▽
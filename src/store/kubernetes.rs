// Copyright (c) 2025 Erick Bourgeois, firestoned
// SPDX-License-Identifier: MIT

//! Object store backed by the Kubernetes API.

use super::{ObjectKey, ObjectStore, StoredObject};
use crate::dns_errors::StoreError;
use crate::reconcilers::finalizers::{ensure_finalizer, remove_finalizer};
use async_trait::async_trait;
use kube::api::{DeleteParams, ListParams, Patch, PatchParams, PostParams};
use kube::{Api, Client, ResourceExt};
use serde_json::{json, Value};
use std::marker::PhantomData;
use tracing::debug;

/// Store of one namespaced kind in the cluster of `client`.
pub struct KubeStore<K> {
    client: Client,
    _kind: PhantomData<fn() -> K>,
}

impl<K: StoredObject> KubeStore<K> {
    #[must_use]
    pub fn new(client: Client) -> Self {
        Self {
            client,
            _kind: PhantomData,
        }
    }

    fn api(&self, namespace: &str) -> Api<K> {
        Api::namespaced(self.client.clone(), namespace)
    }
}

/// Maps API status codes to the store error variants the reconcilers act on.
fn map_error(err: kube::Error, key: &ObjectKey, kind: &str) -> StoreError {
    match &err {
        kube::Error::Api(api_err) if api_err.code == 404 => StoreError::NotFound {
            kind: kind.to_string(),
            key: key.to_string(),
        },
        kube::Error::Api(api_err) if api_err.code == 409 && api_err.reason == "AlreadyExists" => {
            StoreError::AlreadyExists {
                kind: kind.to_string(),
                key: key.to_string(),
            }
        }
        kube::Error::Api(api_err) if api_err.code == 409 => StoreError::Conflict {
            kind: kind.to_string(),
            key: key.to_string(),
        },
        _ => StoreError::Kube(err),
    }
}

#[async_trait]
impl<K: StoredObject> ObjectStore<K> for KubeStore<K> {
    async fn get(&self, key: &ObjectKey) -> Result<Option<K>, StoreError> {
        self.api(&key.namespace)
            .get_opt(&key.name)
            .await
            .map_err(|e| map_error(e, key, &K::kind(&())))
    }

    async fn list(&self, namespace: &str) -> Result<Vec<K>, StoreError> {
        let list = self.api(namespace).list(&ListParams::default()).await?;
        Ok(list.items)
    }

    async fn create(&self, obj: &K) -> Result<K, StoreError> {
        let key = ObjectKey::of(obj);
        let created = self
            .api(&key.namespace)
            .create(&PostParams::default(), obj)
            .await
            .map_err(|e| map_error(e, &key, &K::kind(&())))?;
        debug!(
            namespace = %key.namespace,
            name = %created.name_any(),
            "Created {}",
            K::kind(&())
        );
        Ok(created)
    }

    async fn update(&self, obj: &K) -> Result<K, StoreError> {
        let key = ObjectKey::of(obj);
        self.api(&key.namespace)
            .replace(&key.name, &PostParams::default(), obj)
            .await
            .map_err(|e| map_error(e, &key, &K::kind(&())))
    }

    async fn delete(&self, key: &ObjectKey) -> Result<(), StoreError> {
        self.api(&key.namespace)
            .delete(&key.name, &DeleteParams::default())
            .await
            .map_err(|e| map_error(e, key, &K::kind(&())))?;
        Ok(())
    }

    async fn add_finalizer(&self, obj: &K, finalizer: &str) -> Result<(), StoreError> {
        ensure_finalizer(&self.client, obj, finalizer).await
    }

    async fn remove_finalizer(&self, obj: &K, finalizer: &str) -> Result<(), StoreError> {
        remove_finalizer(&self.client, obj, finalizer).await
    }

    async fn set_annotation(&self, obj: &K, key: &str, value: &str) -> Result<(), StoreError> {
        let object_key = ObjectKey::of(obj);
        let patch = json!({ "metadata": { "annotations": { key: value } } });
        self.api(&object_key.namespace)
            .patch(&object_key.name, &PatchParams::default(), &Patch::Merge(&patch))
            .await
            .map_err(|e| map_error(e, &object_key, &K::kind(&())))?;
        Ok(())
    }

    async fn patch_status(&self, obj: &K, status: Value) -> Result<(), StoreError> {
        let key = ObjectKey::of(obj);
        let patch = json!({ "status": status });
        self.api(&key.namespace)
            .patch_status(&key.name, &PatchParams::default(), &Patch::Merge(&patch))
            .await
            .map_err(|e| map_error(e, &key, &K::kind(&())))?;
        Ok(())
    }
}

#[cfg(test)]
#[path = "kubernetes_tests.rs"]
mod kubernetes_tests;
// Copyright (c) 2025 Erick Bourgeois, firestoned
// SPDX-License-Identifier: MIT

//! Sorted set of unique strings.

use std::collections::BTreeSet;

/// A set of strings with sorted iteration order.
///
/// [`UniqueStrings::to_vec`] is stable for equal contents, so entry fields built from it
/// do not change between reconciliations.
#[derive(Clone, Debug, Default, PartialEq, Eq)]
pub struct UniqueStrings(BTreeSet<String>);

impl UniqueStrings {
    #[must_use]
    pub fn new() -> Self {
        Self::default()
    }

    /// Adds a string, returns whether it was new.
    pub fn add(&mut self, s: impl Into<String>) -> bool {
        self.0.insert(s.into())
    }

    /// Removes a string, returns whether it was present.
    pub fn remove(&mut self, s: &str) -> bool {
        self.0.remove(s)
    }

    #[must_use]
    pub fn contains(&self, s: &str) -> bool {
        self.0.contains(s)
    }

    #[must_use]
    pub fn len(&self) -> usize {
        self.0.len()
    }

    #[must_use]
    pub fn is_empty(&self) -> bool {
        self.0.is_empty()
    }

    /// Sorted copy of the strings.
    #[must_use]
    pub fn to_vec(&self) -> Vec<String> {
        self.0.iter().cloned().collect()
    }

    /// Sorted strings contained in `self` but not in `other`.
    #[must_use]
    pub fn difference(&self, other: &UniqueStrings) -> Vec<String> {
        self.0.difference(&other.0).cloned().collect()
    }

    pub fn iter(&self) -> impl Iterator<Item = &str> {
        self.0.iter().map(String::as_str)
    }
}

impl<S: Into<String>> FromIterator<S> for UniqueStrings {
    fn from_iter<I: IntoIterator<Item = S>>(iter: I) -> Self {
        Self(iter.into_iter().map(Into::into).collect())
    }
}

#[cfg(test)]
#[path = "unique_strings_tests.rs"]
mod unique_strings_tests;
△
*PROBLEM DESCRIPTION*
What are the lines from the one with "Sorted strings contained" through the end of the entries? Give them again exactly, both end lines included.

*ANSWER*
    /// Sorted strings contained in `self` but not in `other`.
    #[must_use]
    pub fn difference(&self, other: &UniqueStrings) -> Vec<String> {
        self.0.difference(&other.0).cloned().collect()
    }

    pub fn iter(&self) -> impl Iterator<Item = &str> {
        self.0.iter().map(String::as_str)
    }
}

impl<S: Into<String>> FromIterator<S> for UniqueStrings {
    fn from_iter<I: IntoIterator<Item = S>>(iter: I) -> Self {
        Self(iter.into_iter().map(Into::into).collect())
    }
}

#[cfg(test)]
#[path = "unique_strings_tests.rs"]
mod unique_strings_tests;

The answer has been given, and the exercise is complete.